◆ **EXERCISE DETAILS**: From the first line to the last, print the records exactly.

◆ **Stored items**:

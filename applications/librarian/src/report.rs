//! Task report output

use serde::Serialize;
use soul_tasks::{TaskReport, TaskStatus};

/// One-line human summary of a finished task
pub fn summary_line(report: &TaskReport) -> String {
    let mut line = format!(
        "{} #{} {} {}",
        report.finished_at.format("%H:%M:%S"),
        report.id,
        report.kind,
        status_label(report.status)
    );
    if let Some(message) = &report.message {
        line.push_str(": ");
        line.push_str(message);
    }
    if let Some(error) = &report.error {
        line.push_str(" [");
        line.push_str(error);
        line.push(']');
    }
    line
}

fn status_label(status: TaskStatus) -> &'static str {
    match status {
        TaskStatus::Pending => "pending",
        TaskStatus::Running => "running",
        TaskStatus::Succeeded => "ok",
        TaskStatus::SucceededWithWarnings => "ok with warnings",
        TaskStatus::Failed => "FAILED",
        TaskStatus::Superseded => "superseded",
        TaskStatus::Cancelled => "cancelled",
    }
}

/// Totals over a run
#[derive(Debug, Default, Clone, Copy, PartialEq, Eq, Serialize)]
pub struct RunSummary {
    pub tasks: usize,
    pub failed_tasks: usize,
    pub items_succeeded: usize,
    pub items_skipped: usize,
    pub items_failed: usize,
}

impl RunSummary {
    pub fn of(reports: &[TaskReport]) -> Self {
        reports.iter().fold(Self::default(), |mut summary, report| {
            summary.tasks += 1;
            if report.status == TaskStatus::Failed {
                summary.failed_tasks += 1;
            }
            summary.items_succeeded += report.tally.succeeded;
            summary.items_skipped += report.tally.skipped;
            summary.items_failed += report.tally.failed;
            summary
        })
    }
}

/// Print one report as text or as a JSON line
pub fn print_report(report: &TaskReport, json: bool) -> serde_json::Result<()> {
    if json {
        println!("{}", serde_json::to_string(report)?);
    } else {
        println!("{}", summary_line(report));
    }
    Ok(())
}

/// Print reports followed by their totals
pub fn print_reports(reports: &[TaskReport], json: bool) -> serde_json::Result<()> {
    for report in reports {
        print_report(report, json)?;
    }

    let summary = RunSummary::of(reports);
    if json {
        println!("{}", serde_json::to_string(&summary)?);
    } else {
        println!(
            "{} tasks, {} failed; items: {} ok, {} skipped, {} failed",
            summary.tasks,
            summary.failed_tasks,
            summary.items_succeeded,
            summary.items_skipped,
            summary.items_failed
        );
    }
    Ok(())
}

◆ **ANSWER TO THIS TASK**:
filename applications/librarian/src/report.rs
//! Task report output

use serde::Serialize;
use soul_tasks::{TaskReport, TaskStatus};

/// One-line human summary of a finished task
pub fn summary_line(report: &TaskReport) -> String {
    let mut line = format!(
        "{} #{} {} {}",
        report.finished_at.format("%H:%M:%S"),
        report.id,
        report.kind,
        status_label(report.status)
    );
    if let Some(message) = &report.message {
        line.push_str(": ");
        line.push_str(message);
    }
    if let Some(error) = &report.error {
        line.push_str(" [");
        line.push_str(error);
        line.push(']');
    }
    line
}

fn status_label(status: TaskStatus) -> &'static str {
    match status {
        TaskStatus::Pending => "pending",
        TaskStatus::Running => "running",
        TaskStatus::Succeeded => "ok",
        TaskStatus::SucceededWithWarnings => "ok with warnings",
        TaskStatus::Failed => "FAILED",
        TaskStatus::Superseded => "superseded",
        TaskStatus::Cancelled => "cancelled",
    }
}

/// Totals over a run
#[derive(Debug, Default, Clone, Copy, PartialEq, Eq, Serialize)]
pub struct RunSummary {
    pub tasks: usize,
    pub failed_tasks: usize,
    pub items_succeeded: usize,
    pub items_skipped: usize,
    pub items_failed: usize,
}

impl RunSummary {
    pub fn of(reports: &[TaskReport]) -> Self {
        reports.iter().fold(Self::default(), |mut summary, report| {
            summary.tasks += 1;
            if report.status == TaskStatus::Failed {
                summary.failed_tasks += 1;
            }
            summary.items_succeeded += report.tally.succeeded;
            summary.items_skipped += report.tally.skipped;
            summary.items_failed += report.tally.failed;
            summary
        })
    }
}

/// Print one report as text or as a JSON line
pub fn print_report(report: &TaskReport, json: bool) -> serde_json::Result<()> {
    if json {
        println!("{}", serde_json::to_string(report)?);
    } else {
        println!("{}", summary_line(report));
    }
    Ok(())
}

/// Print reports followed by their totals
pub fn print_reports(reports: &[TaskReport], json: bool) -> serde_json::Result<()> {
    for report in reports {
        print_report(report, json)?;
    }

    let summary = RunSummary::of(reports);
    if json {
        println!("{}", serde_json::to_string(&summary)?);
    } else {
        println!(
            "{} tasks, {} failed; items: {} ok, {} skipped, {} failed",
            summary.tasks,
            summary.failed_tasks,
            summary.items_succeeded,
            summary.items_skipped,
            summary.items_failed
        );
    }
    Ok(())
}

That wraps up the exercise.